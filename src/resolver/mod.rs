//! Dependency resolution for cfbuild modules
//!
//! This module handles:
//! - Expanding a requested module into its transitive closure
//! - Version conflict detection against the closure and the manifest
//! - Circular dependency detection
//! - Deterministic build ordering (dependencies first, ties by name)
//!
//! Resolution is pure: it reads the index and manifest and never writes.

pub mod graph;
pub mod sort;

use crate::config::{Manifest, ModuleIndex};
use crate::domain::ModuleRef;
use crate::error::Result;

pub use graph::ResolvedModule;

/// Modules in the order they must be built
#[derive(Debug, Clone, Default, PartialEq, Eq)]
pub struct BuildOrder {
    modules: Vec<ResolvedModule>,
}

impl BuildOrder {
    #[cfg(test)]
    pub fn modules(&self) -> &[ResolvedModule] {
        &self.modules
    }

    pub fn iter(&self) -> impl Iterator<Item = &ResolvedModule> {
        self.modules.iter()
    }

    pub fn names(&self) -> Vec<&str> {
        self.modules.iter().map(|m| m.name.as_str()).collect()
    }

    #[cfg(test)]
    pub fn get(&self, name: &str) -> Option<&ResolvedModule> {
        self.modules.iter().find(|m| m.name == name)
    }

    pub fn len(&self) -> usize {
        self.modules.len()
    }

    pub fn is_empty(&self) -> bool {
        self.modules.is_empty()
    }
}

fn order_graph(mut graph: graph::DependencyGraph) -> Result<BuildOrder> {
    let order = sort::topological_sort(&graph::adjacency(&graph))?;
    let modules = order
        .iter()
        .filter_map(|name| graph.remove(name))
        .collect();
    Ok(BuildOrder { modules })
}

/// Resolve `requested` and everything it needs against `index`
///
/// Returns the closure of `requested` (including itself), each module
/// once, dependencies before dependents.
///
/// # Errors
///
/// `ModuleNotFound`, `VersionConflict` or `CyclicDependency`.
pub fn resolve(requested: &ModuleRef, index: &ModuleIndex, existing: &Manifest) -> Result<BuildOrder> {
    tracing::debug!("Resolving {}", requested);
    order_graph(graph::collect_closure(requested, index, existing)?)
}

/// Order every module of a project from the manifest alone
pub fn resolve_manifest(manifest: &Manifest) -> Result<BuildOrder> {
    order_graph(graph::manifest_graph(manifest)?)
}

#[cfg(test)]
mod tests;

───

### Instructions for the task
If a line of the records above holds the word "ModuleIndex", show it.

### Solution for this problem
use crate::config::{Manifest, ModuleIndex};
pub fn resolve(requested: &ModuleRef, index: &ModuleIndex, existing: &Manifest) -> Result<BuildOrder> {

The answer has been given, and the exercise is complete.